Nowadays, the Shakers are mostly renowned for their exquisite furniture making skills. That said, several of their simple wholesome recipes have been chronicled in cookbooks, keeping their culinary legacy alive. Their iconic Shaker Lemon Pie best represents that legacy. Using the original recipe since 1967, the pie is still served daily at The Trustees' Table dining room at Shaker Village of Pleasant Hill, Kentucky, a short scenic drive from Lexington. Packing a fabulous lemony punch, it's not for the faint of heart. Tucked inside an old fashioned flaky double crust shell, the pie is an explosive marriage between lemon curd and lemon marmalade. Sticky, sweet, bitter, and tart, Shaker Lemon Pie is a downright lemon bomb.
For a spin on tradition, I went topless.
Shaker Lemon Tart.
I used the same amount of filling for a double crust pie, but swapped out a simple pate brisee dough for an opened faced tart.
Using a mandolin, I sliced 2 large lemons as thinly as possible before tossing the paper thin rounds with 2 cups sugar. After massaging the sugar into the lemons, I covered the bowl with a dish towel and set it aside to macerate for 24 hours, stirring the mix from time to time.

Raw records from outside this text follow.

//! # h5p-cli — H5P Package Command-Line Interface
//!
//! ## Subcommands
//!
//! - `validate` — archive validation of a `.h5p` package
//! - `enforce` — semantics enforcement of a content-parameters document
//! - `scan-files` — list the files content parameters refer to
//! - `plan` — what installing a package's libraries would do
//!
//! Handlers parse nothing and decide nothing themselves; they load inputs,
//! call into the domain crates and print results. Each returns the process
//! exit code.

use std::path::Path;

use anyhow::{Context, Result};
use h5p_package::ValidatorConfig;

pub mod content;
pub mod plan;
pub mod store;
pub mod validate;

/// Validator settings from `--config`, or from the environment.
pub fn load_config(path: Option<&Path>) -> Result<ValidatorConfig> {
    match path {
        Some(path) => ValidatorConfig::from_file(path)
            .with_context(|| format!("failed to load config {}", path.display())),
        None => ValidatorConfig::from_env().context("invalid validator settings in environment"),
    }
}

As the lemons broke down and melted into the sugar, the mix had the consistency of a beautiful uncooked lemon marmalade.
For a double crust pie, any standard pie dough would have worked beautifully. While the original recipe ( a simple combination of 1 cup flour, 1/2 teaspoon salt, 1/3 cup shortening plus 2 tablespoons shortening, and 2 tablespoons water) is true to form, I went rogue with a pate brisee. Topless. Rule breaker.
I sifted 2 1/2 cups all purpose flour into the bowl of a food processor before adding 1 teaspoon salt, 1 teaspoon sugar, and 1 cup (2 sticks) chilled unsalted butter cut into small pieces. After pulsing the mix until it resembled a course meal, I streamed 1/4 cup ice water into the processor until the dough came together and could hold together when pinched. I tumbled the dough onto a floured board, used a bench scraper to slice it in half, formed each half into a disc, wrapped both discs in plastic wrap, and slid them into the refrigerator to chill.

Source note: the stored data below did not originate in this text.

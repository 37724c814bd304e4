//! Where semantic schemas come from.
//!
//! The walker resolves nested library references through a
//! [`SemanticsSource`]. A library the source does not know is treated as
//! having no schema: its subtree is left alone.

use std::borrow::Cow;
use std::collections::HashMap;

use h5p_core::VersionedName;
use serde_json::Value;

use crate::error::SemanticsResult;
use crate::field::{parse_semantics, SemanticField};

/// Lookup of a library's semantic schema.
pub trait SemanticsSource {
    /// The schema of `library`, or `None` if it is not installed or has no
    /// semantics. Patch versions are irrelevant to the lookup.
    fn semantics(&self, library: &VersionedName) -> SemanticsResult<Option<Cow<'_, [SemanticField]>>>;
}

impl<S: SemanticsSource + ?Sized> SemanticsSource for &S {
    fn semantics(&self, library: &VersionedName) -> SemanticsResult<Option<Cow<'_, [SemanticField]>>> {
        (**self).semantics(library)
    }
}

/// An in-memory semantics source keyed by ubername.
#[derive(Debug, Clone, Default)]
pub struct SemanticsCatalog {
    schemas: HashMap<String, Vec<SemanticField>>,
}

impl SemanticsCatalog {
    /// An empty catalog.
    pub fn new() -> Self {
        Self::default()
    }

    /// Add or replace the schema of `library`.
    pub fn insert(&mut self, library: &VersionedName, fields: Vec<SemanticField>) {
        self.schemas.insert(library.ubername(), fields);
    }

    /// Parse and add a `semantics.json` document.
    pub fn insert_json(&mut self, library: &VersionedName, document: &Value) -> SemanticsResult<()> {
        let fields = parse_semantics(document)?;
        self.insert(library, fields);
        Ok(())
    }

    /// Builder-style [`insert_json`](Self::insert_json).
    pub fn with_json(mut self, library: &VersionedName, document: &Value) -> SemanticsResult<Self> {
        self.insert_json(library, document)?;
        Ok(self)
    }

    /// The schema of `library`, if present.
    pub fn get(&self, library: &VersionedName) -> Option<&[SemanticField]> {
        self.schemas.get(&library.ubername()).map(Vec::as_slice)
    }

    /// Number of libraries with a schema.
    pub fn len(&self) -> usize {
        self.schemas.len()
    }

    /// Whether the catalog is empty.
    pub fn is_empty(&self) -> bool {
        self.schemas.is_empty()
    }
}

impl SemanticsSource for SemanticsCatalog {
    fn semantics(&self, library: &VersionedName) -> SemanticsResult<Option<Cow<'_, [SemanticField]>>> {
        Ok(self.get(library).map(Cow::Borrowed))
    }
}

After an hour or so, I pulled one disc of dough from the refrigerator (freezing the second piece for other shenanigans), placed it on a well floured board, and rolled it into a 12"x 1/4" round, turning and flipping the dough to keep it workable. I tucked the dough into a 9" fluted tart pan with a removable bottom, pressed the dough up the sides, and trimmed the dough along the top edge. After repairing a few dings and dents with leftover excess dough, I slipped the shell into the freezer.
As per the original recipe, I mixed the macerated lemons and juices with 4 frothy beaten eggs. I pulled the tart shell from the freezer, docked with a fork, poured the filling into the shell, maneuvered a few lemon slices to the top, and slid the pie into a pre-heated 450 degree oven for for 15 minutes before reducing the heat to 375 degrees for an additional 20 minutes. When the lemons started to caramelize, I pulled the tart from the oven, and placed it on a wire rack to cool completely before sliding it into the refrigerator.
Chilled and sliced, I finished the delicate shards of pie with airy soft clouds of chantilly cream.